_Exercise directions_
Under this line are the records; write out word for word the part that begins at the line containing "pub fn progress(&self, message: &str)" and ends at the line containing "let mut out = stream.open();", and no more.

_Entries provided_

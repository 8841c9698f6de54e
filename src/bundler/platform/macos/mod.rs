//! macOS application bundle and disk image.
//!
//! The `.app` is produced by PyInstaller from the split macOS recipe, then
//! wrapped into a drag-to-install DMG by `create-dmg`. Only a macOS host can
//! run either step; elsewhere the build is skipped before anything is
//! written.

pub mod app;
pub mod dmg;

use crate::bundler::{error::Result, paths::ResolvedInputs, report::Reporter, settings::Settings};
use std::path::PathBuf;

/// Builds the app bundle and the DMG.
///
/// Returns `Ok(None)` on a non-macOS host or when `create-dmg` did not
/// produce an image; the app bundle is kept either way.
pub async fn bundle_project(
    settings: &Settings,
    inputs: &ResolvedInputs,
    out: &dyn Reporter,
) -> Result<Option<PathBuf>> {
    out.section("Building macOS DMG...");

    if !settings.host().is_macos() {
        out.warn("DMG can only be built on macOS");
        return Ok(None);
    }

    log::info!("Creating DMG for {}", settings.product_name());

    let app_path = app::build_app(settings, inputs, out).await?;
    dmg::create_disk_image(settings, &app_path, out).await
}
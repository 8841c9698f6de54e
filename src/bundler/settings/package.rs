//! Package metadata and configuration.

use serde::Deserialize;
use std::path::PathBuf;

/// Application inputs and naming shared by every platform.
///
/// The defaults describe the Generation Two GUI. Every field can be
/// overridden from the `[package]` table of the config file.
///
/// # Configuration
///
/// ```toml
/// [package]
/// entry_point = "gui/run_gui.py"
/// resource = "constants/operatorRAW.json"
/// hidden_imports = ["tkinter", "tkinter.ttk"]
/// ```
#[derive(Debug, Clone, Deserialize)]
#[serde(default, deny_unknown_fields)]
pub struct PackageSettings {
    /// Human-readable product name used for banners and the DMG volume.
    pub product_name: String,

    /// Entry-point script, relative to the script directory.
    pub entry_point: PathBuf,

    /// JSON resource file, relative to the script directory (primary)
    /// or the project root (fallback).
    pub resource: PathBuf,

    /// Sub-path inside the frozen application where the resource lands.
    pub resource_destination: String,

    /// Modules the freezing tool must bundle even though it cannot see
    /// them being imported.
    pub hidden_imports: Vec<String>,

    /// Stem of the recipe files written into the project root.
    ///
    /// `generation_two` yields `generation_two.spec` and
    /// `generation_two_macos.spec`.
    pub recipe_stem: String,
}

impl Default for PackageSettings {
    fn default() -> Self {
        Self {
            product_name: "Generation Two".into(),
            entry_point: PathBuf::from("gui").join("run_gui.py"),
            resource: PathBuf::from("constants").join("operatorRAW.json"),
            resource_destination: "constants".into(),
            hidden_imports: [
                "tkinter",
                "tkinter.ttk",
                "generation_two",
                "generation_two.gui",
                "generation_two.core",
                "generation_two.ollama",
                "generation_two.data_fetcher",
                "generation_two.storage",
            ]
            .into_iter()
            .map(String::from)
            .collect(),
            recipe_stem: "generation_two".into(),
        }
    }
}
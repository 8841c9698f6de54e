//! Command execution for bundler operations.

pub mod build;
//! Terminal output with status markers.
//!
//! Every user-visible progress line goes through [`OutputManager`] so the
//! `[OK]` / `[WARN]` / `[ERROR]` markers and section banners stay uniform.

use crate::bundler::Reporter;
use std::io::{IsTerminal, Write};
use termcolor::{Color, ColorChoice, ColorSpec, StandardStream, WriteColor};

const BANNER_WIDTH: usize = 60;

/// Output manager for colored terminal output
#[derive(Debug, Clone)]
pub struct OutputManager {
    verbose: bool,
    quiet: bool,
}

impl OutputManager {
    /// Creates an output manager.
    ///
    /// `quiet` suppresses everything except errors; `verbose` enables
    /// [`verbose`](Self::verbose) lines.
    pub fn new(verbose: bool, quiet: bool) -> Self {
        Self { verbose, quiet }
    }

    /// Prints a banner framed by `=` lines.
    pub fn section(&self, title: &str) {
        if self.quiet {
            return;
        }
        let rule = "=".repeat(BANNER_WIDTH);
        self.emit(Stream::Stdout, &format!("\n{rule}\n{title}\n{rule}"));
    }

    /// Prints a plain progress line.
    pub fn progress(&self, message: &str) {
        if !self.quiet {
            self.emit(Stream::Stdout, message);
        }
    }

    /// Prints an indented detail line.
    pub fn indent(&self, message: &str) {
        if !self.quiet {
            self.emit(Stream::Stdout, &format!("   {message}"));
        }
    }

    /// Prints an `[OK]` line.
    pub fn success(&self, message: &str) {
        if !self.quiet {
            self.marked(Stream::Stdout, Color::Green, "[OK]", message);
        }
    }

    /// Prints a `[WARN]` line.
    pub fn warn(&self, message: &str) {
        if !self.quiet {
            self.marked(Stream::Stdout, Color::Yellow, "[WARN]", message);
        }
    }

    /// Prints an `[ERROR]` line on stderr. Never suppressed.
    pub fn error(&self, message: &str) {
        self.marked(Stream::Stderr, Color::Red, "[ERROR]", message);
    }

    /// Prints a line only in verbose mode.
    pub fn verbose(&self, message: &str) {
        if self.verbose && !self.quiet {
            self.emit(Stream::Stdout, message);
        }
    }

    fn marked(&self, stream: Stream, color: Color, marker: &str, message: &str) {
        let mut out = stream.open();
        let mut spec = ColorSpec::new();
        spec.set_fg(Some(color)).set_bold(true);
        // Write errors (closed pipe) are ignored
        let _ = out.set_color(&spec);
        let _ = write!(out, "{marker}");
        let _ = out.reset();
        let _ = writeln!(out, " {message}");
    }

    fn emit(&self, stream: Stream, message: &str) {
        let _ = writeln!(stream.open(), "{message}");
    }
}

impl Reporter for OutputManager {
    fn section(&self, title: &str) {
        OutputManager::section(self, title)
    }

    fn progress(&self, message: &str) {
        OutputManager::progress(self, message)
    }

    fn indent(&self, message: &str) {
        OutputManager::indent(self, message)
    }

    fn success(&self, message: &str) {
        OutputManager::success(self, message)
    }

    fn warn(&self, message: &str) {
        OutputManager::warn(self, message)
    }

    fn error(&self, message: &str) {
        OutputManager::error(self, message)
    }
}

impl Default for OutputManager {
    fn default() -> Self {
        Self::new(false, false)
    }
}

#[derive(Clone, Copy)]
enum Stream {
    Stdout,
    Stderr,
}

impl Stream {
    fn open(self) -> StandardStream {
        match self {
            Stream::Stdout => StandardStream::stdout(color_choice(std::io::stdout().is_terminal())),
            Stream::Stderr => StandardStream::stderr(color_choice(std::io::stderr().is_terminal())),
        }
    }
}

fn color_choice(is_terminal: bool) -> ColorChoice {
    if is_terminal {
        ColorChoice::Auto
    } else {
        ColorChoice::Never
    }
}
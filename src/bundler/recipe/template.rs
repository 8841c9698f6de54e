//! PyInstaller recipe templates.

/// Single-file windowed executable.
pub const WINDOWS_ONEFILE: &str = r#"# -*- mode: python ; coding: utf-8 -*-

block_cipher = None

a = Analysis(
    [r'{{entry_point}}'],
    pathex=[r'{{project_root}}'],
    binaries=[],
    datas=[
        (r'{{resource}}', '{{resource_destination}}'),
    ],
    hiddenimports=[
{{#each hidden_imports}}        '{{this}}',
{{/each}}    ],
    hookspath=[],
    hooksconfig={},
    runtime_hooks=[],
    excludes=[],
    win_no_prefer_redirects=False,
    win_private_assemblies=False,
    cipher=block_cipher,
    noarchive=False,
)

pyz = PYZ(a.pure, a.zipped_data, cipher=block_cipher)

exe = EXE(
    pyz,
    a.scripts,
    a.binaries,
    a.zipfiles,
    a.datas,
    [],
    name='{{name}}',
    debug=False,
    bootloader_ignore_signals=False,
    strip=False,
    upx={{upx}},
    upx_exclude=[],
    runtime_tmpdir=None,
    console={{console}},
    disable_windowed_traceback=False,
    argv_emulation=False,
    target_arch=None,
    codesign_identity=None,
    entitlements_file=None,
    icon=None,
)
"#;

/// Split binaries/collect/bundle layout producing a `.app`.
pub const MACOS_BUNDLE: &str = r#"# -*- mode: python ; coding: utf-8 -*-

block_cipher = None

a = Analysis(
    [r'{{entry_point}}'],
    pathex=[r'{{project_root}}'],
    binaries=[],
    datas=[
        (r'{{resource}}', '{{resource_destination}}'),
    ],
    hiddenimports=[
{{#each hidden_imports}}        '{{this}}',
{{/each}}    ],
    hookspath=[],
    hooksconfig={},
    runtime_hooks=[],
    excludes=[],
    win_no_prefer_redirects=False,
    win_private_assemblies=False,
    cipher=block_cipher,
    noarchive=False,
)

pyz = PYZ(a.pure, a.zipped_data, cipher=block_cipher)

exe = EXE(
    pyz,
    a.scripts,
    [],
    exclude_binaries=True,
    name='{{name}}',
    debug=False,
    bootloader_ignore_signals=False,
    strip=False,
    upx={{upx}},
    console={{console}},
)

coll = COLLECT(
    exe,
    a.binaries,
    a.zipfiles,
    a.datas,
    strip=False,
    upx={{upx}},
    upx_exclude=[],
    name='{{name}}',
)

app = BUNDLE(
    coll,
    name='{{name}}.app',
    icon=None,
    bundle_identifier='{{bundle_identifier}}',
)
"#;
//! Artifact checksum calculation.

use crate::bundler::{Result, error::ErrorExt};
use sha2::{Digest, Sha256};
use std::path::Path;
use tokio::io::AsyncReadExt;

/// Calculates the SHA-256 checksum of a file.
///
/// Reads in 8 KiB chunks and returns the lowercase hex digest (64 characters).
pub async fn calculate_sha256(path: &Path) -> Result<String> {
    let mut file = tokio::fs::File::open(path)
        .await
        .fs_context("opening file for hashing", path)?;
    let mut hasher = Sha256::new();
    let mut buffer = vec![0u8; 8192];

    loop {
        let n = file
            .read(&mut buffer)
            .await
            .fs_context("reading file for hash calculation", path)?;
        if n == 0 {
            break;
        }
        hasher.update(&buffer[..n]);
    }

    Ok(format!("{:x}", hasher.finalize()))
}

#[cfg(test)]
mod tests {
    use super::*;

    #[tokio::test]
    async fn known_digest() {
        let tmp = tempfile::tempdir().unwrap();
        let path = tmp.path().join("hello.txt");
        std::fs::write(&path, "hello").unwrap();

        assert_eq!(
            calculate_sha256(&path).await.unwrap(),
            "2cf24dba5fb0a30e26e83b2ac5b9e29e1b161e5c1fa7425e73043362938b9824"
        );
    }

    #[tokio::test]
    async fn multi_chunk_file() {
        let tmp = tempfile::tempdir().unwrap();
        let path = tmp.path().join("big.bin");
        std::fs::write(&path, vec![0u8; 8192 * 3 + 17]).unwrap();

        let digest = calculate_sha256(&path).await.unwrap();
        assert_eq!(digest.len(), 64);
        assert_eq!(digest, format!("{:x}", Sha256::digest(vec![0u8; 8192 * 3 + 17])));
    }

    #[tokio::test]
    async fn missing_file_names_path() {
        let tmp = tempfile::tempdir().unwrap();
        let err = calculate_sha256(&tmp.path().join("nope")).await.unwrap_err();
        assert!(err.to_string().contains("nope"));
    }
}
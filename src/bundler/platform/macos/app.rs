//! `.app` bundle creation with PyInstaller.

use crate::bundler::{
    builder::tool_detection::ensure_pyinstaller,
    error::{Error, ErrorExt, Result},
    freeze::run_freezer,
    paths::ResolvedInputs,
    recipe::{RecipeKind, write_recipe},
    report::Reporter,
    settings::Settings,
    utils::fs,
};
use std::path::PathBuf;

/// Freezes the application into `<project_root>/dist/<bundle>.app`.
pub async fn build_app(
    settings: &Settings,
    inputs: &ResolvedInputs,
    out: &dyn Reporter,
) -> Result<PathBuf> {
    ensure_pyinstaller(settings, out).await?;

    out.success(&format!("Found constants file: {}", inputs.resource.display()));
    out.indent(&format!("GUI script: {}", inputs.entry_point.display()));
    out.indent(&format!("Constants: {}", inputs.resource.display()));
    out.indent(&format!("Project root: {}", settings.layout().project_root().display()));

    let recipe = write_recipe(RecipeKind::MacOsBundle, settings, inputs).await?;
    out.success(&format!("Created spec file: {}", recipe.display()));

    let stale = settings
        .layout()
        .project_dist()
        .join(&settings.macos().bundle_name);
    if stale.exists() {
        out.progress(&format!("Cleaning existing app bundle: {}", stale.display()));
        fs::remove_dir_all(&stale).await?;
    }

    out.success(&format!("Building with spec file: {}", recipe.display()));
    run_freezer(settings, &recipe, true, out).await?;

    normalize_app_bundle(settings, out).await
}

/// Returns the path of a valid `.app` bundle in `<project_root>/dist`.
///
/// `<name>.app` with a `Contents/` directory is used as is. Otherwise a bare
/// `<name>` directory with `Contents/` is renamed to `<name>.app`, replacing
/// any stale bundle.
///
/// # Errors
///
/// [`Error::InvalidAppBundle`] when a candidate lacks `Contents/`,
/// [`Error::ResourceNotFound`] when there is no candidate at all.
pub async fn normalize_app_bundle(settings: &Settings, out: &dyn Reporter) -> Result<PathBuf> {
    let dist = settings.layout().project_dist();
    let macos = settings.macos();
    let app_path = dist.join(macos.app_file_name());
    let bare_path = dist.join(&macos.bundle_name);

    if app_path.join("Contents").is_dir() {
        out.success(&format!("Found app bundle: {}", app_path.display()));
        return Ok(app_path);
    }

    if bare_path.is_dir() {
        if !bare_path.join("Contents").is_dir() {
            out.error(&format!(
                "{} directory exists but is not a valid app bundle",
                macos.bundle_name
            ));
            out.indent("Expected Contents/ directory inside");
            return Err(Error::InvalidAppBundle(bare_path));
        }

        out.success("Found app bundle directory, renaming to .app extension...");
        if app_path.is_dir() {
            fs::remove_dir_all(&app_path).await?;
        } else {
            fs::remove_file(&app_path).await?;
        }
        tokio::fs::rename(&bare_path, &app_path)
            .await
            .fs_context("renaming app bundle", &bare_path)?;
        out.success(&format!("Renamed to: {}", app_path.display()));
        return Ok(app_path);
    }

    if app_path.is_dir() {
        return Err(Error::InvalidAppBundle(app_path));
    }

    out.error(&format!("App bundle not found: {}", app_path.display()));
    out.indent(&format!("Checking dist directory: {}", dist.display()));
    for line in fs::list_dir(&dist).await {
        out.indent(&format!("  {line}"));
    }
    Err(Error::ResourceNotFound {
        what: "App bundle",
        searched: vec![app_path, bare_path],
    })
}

_Response to the exercise_
    pub fn progress(&self, message: &str) {
        if !self.quiet {
            self.emit(Stream::Stdout, message);
        }
    }

    /// Prints an indented detail line.
    pub fn indent(&self, message: &str) {
        if !self.quiet {
            self.emit(Stream::Stdout, &format!("   {message}"));
        }
    }

    /// Prints an `[OK]` line.
    pub fn success(&self, message: &str) {
        if !self.quiet {
            self.marked(Stream::Stdout, Color::Green, "[OK]", message);
        }
    }

    /// Prints a `[WARN]` line.
    pub fn warn(&self, message: &str) {
        if !self.quiet {
            self.marked(Stream::Stdout, Color::Yellow, "[WARN]", message);
        }
    }

    /// Prints an `[ERROR]` line on stderr. Never suppressed.
    pub fn error(&self, message: &str) {
        self.marked(Stream::Stderr, Color::Red, "[ERROR]", message);
    }

    /// Prints a line only in verbose mode.
    pub fn verbose(&self, message: &str) {
        if self.verbose && !self.quiet {
            self.emit(Stream::Stdout, message);
        }
    }

    fn marked(&self, stream: Stream, color: Color, marker: &str, message: &str) {
        let mut out = stream.open();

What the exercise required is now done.